In the listing that follows, tally the lines containing "sorted"; give the count and nothing more.

**DATA FOR THIS TASK**.
%%
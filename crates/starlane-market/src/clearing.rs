//! Double-auction clearing.
//!
//! For each commodity the accepted bids are sorted by price descending and
//! the asks by price ascending; equal prices are ordered by agent id and then
//! by submission sequence. Two cursors walk the sorted sides: while the best
//! remaining bid is at or above the best remaining ask, a fill of
//! `min(remaining bid, remaining ask)` executes at the midpoint of the two
//! limit prices (rounded to cents, never outside `[ask, bid]`). The side
//! that runs out advances. Whatever is left when the prices no longer cross
//! expires with the tick. An agent never trades with itself: when the best
//! bid and ask share an owner, the later-submitted of the two is dropped.
//!
//! Clearing within one market is strictly sequential. Different systems
//! share nothing and may clear concurrently.

use rust_decimal::Decimal;
use starlane_types::{AgentId, Ask, Bid, Commodity, OrderId, RejectedOrder, SystemId, Trade, TradeId};

use crate::accounts::{Accounts, Participants};
use crate::book::OrderBook;
use crate::config::MarketConfig;
use crate::error::MarketError;
use crate::pricing;

/// One fill produced by the matching walk, before settlement.
#[derive(Debug, Clone, PartialEq, Eq)]
pub struct Match {
    /// Matched bid.
    pub bid: OrderId,
    /// Matched ask.
    pub ask: OrderId,
    /// Bidding agent.
    pub buyer: AgentId,
    /// Asking agent.
    pub seller: AgentId,
    /// Limit price of the bid.
    pub bid_price: Decimal,
    /// Limit price of the ask.
    pub ask_price: Decimal,
    /// Execution price.
    pub price: Decimal,
    /// Units exchanged.
    pub quantity: u32,
}

/// Midpoint of the two limit prices, rounded to cents and kept in `[ask, bid]`.
pub fn clearing_price(bid: Decimal, ask: Decimal) -> Decimal {
    let midpoint = bid
        .checked_add(ask)
        .and_then(|sum| sum.checked_div(Decimal::TWO))
        .unwrap_or(ask);
    midpoint.round_dp(2).clamp(ask, bid.max(ask))
}

/// Match the bids and asks of a single commodity.
///
/// The inputs may be in any order; the result depends only on the set of
/// orders, not on how they were listed.
pub fn match_orders(bids: &[Bid], asks: &[Ask]) -> Vec<Match> {
    let mut bids: Vec<&Bid> = bids.iter().collect();
    let mut asks: Vec<&Ask> = asks.iter().collect();
    bids.sort_by(|a, b| {
        b.price
            .cmp(&a.price)
            .then_with(|| a.agent.cmp(&b.agent))
            .then_with(|| a.id.cmp(&b.id))
    });
    asks.sort_by(|a, b| {
        a.price
            .cmp(&b.price)
            .then_with(|| a.agent.cmp(&b.agent))
            .then_with(|| a.id.cmp(&b.id))
    });

    let mut matches = Vec::new();
    let mut bid_cursor = 0_usize;
    let mut ask_cursor = 0_usize;
    let mut bid_left = bids.first().map_or(0, |bid| bid.quantity);
    let mut ask_left = asks.first().map_or(0, |ask| ask.quantity);

    while let (Some(bid), Some(ask)) = (bids.get(bid_cursor), asks.get(ask_cursor)) {
        if bid.price < ask.price {
            break;
        }
        if bid.agent == ask.agent {
            // Self-trade: drop the later-submitted side and keep walking.
            if bid.id > ask.id {
                bid_cursor = bid_cursor.saturating_add(1);
                bid_left = bids.get(bid_cursor).map_or(0, |next| next.quantity);
            } else {
                ask_cursor = ask_cursor.saturating_add(1);
                ask_left = asks.get(ask_cursor).map_or(0, |next| next.quantity);
            }
            continue;
        }
        let quantity = bid_left.min(ask_left);
        if quantity > 0 {
            matches.push(Match {
                bid: bid.id,
                ask: ask.id,
                buyer: bid.agent,
                seller: ask.agent,
                bid_price: bid.price,
                ask_price: ask.price,
                price: clearing_price(bid.price, ask.price),
                quantity,
            });
        }
        bid_left = bid_left.saturating_sub(quantity);
        ask_left = ask_left.saturating_sub(quantity);
        if bid_left == 0 {
            bid_cursor = bid_cursor.saturating_add(1);
            bid_left = bids.get(bid_cursor).map_or(0, |next| next.quantity);
        }
        if ask_left == 0 {
            ask_cursor = ask_cursor.saturating_add(1);
            ask_left = asks.get(ask_cursor).map_or(0, |next| next.quantity);
        }
    }
    matches
}

/// Result of clearing one commodity in one market.
#[derive(Debug, Clone, PartialEq, Eq)]
pub struct CommodityOutcome {
    /// The good.
    pub commodity: Commodity,
    /// Executed trades in execution order.
    pub trades: Vec<Trade>,
    /// Units bid by accepted orders.
    pub bid_volume: u64,
    /// Units offered by accepted orders.
    pub ask_volume: u64,
    /// Units exchanged.
    pub traded: u64,
    /// Money exchanged.
    pub turnover: Decimal,
    /// Published price before clearing.
    pub previous_price: Decimal,
    /// Published price after clearing.
    pub price: Decimal,
}

impl CommodityOutcome {
    /// Bid units that expired unmatched.
    pub const fn unmatched_bid(&self) -> u64 {
        self.bid_volume.saturating_sub(self.traded)
    }

    /// Ask units that expired unmatched.
    pub const fn unmatched_ask(&self) -> u64 {
        self.ask_volume.saturating_sub(self.traded)
    }
}

/// Result of clearing one market for one tick.
#[derive(Debug, Clone, PartialEq, Eq)]
pub struct ClearingReport {
    /// The market.
    pub system: SystemId,
    /// One outcome per commodity, in commodity order.
    pub outcomes: Vec<CommodityOutcome>,
    /// Orders dropped at submission.
    pub rejected: Vec<RejectedOrder>,
}

impl ClearingReport {
    /// Every trade, grouped by commodity.
    pub fn trades(&self) -> impl Iterator<Item = &Trade> {
        self.outcomes.iter().flat_map(|outcome| outcome.trades.iter())
    }

    /// Number of executed trades.
    pub fn trade_count(&self) -> usize {
        self.outcomes.iter().map(|outcome| outcome.trades.len()).sum()
    }

    /// Units exchanged across all commodities.
    pub fn volume(&self) -> u64 {
        self.outcomes
            .iter()
            .fold(0_u64, |acc, outcome| acc.saturating_add(outcome.traded))
    }

    /// Units exchanged in commodities legal in this market.
    pub fn legal_volume(&self) -> u64 {
        self.trades()
            .filter(|trade| trade.legal)
            .fold(0_u64, |acc, trade| acc.saturating_add(u64::from(trade.quantity)))
    }

    /// Number of trades in contraband.
    pub fn illegal_trades(&self) -> u32 {
        let count = self.trades().filter(|trade| !trade.legal).count();
        u32::try_from(count).unwrap_or(u32::MAX)
    }

    /// Number of dropped orders.
    pub fn rejected_count(&self) -> u32 {
        u32::try_from(self.rejected.len()).unwrap_or(u32::MAX)
    }

    /// Outcome for one commodity.
    pub fn outcome(&self, commodity: Commodity) -> Option<&CommodityOutcome> {
        self.outcomes
            .iter()
            .find(|outcome| outcome.commodity == commodity)
    }
}

/// Clears order books against participant accounts.
#[derive(Debug, Clone, PartialEq, Eq)]
pub struct MarketEngine {
    config: MarketConfig,
}

impl MarketEngine {
    /// Create an engine with the given parameters.
    pub const fn new(config: MarketConfig) -> Self {
        Self { config }
    }

    /// The engine's parameters.
    pub const fn config(&self) -> &MarketConfig {
        &self.config
    }

    /// Clear one market's book, settle every fill and update published
    /// prices and stock.
    ///
    /// # Errors
    ///
    /// Returns [`MarketError`] only if settlement of a validated fill fails,
    /// which means an account changed between submission and clearing.
    pub fn clear<A: Accounts + ?Sized>(
        &self,
        book: OrderBook,
        participants: &mut Participants<'_, A>,
    ) -> Result<ClearingReport, MarketError> {
        let system = book.system();
        let (bids, asks, rejected) = book.into_parts();
        let mut next_trade: u64 = 0;
        let mut outcomes = Vec::with_capacity(Commodity::ALL.len());

        for commodity in Commodity::ALL {
            let side_bids: Vec<Bid> = bids
                .iter()
                .filter(|bid| bid.commodity == commodity)
                .cloned()
                .collect();
            let side_asks: Vec<Ask> = asks
                .iter()
                .filter(|ask| ask.commodity == commodity)
                .cloned()
                .collect();
            let bid_volume = side_bids
                .iter()
                .fold(0_u64, |acc, bid| acc.saturating_add(u64::from(bid.quantity)));
            let ask_volume = side_asks
                .iter()
                .fold(0_u64, |acc, ask| acc.saturating_add(u64::from(ask.quantity)));

            let legal = participants.market.is_legal(commodity);
            let mut trades = Vec::new();
            let mut traded: u64 = 0;
            let mut turnover = Decimal::ZERO;
            for fill in match_orders(&side_bids, &side_asks) {
                let cost = settle(participants, commodity, &fill)?;
                traded = traded
                    .checked_add(u64::from(fill.quantity))
                    .ok_or(MarketError::ArithmeticOverflow)?;
                turnover = turnover
                    .checked_add(cost)
                    .ok_or(MarketError::ArithmeticOverflow)?;
                trades.push(Trade {
                    id: TradeId(next_trade),
                    system,
                    commodity,
                    buyer: fill.buyer,
                    seller: fill.seller,
                    bid: fill.bid,
                    ask: fill.ask,
                    bid_price: fill.bid_price,
                    ask_price: fill.ask_price,
                    price: fill.price,
                    quantity: fill.quantity,
                    legal,
                });
                next_trade = next_trade.saturating_add(1);
            }

            let previous_price = participants.market.price(commodity);
            let reference = if traded == 0 {
                None
            } else {
                turnover.checked_div(Decimal::from(traded))
            };
            let price = pricing::next_price(
                commodity,
                previous_price,
                reference,
                bid_volume,
                ask_volume,
                &self.config,
            );
            participants.market.set_price(commodity, price);
            participants.market.set_last_volume(commodity, traded);

            if traded > 0 {
                tracing::debug!(
                    system = %system,
                    ?commodity,
                    trades = trades.len(),
                    traded,
                    %previous_price,
                    %price,
                    "Commodity cleared"
                );
            }
            outcomes.push(CommodityOutcome {
                commodity,
                trades,
                bid_volume,
                ask_volume,
                traded,
                turnover,
                previous_price,
                price,
            });
        }

        Ok(ClearingReport {
            system,
            outcomes,
            rejected,
        })
    }
}

/// Settle one fill: goods seller -> buyer, money buyer -> seller.
///
/// Both balances are checked before either side is touched.
fn settle<A: Accounts + ?Sized>(
    participants: &mut Participants<'_, A>,
    commodity: Commodity,
    fill: &Match,
) -> Result<Decimal, MarketError> {
    let cost = fill
        .price
        .checked_mul(Decimal::from(fill.quantity))
        .ok_or(MarketError::ArithmeticOverflow)?;
    let capital = participants
        .capital(fill.buyer)
        .ok_or(MarketError::UnknownAgent(fill.buyer))?;
    if capital < cost {
        return Err(MarketError::InsufficientCapital {
            agent: fill.buyer,
            commodity,
            cost,
        });
    }
    let held = participants
        .holding(fill.seller, commodity)
        .ok_or(MarketError::UnknownAgent(fill.seller))?;
    if held < fill.quantity {
        return Err(MarketError::InsufficientInventory {
            agent: fill.seller,
            commodity,
            requested: fill.quantity,
            available: u64::from(held),
        });
    }
    participants.settle_sale(fill.seller, commodity, fill.quantity, cost)?;
    participants.settle_purchase(fill.buyer, commodity, fill.quantity, cost)?;
    Ok(cost)
}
%%
**SOLUTION TO THE PROBLEM**.
2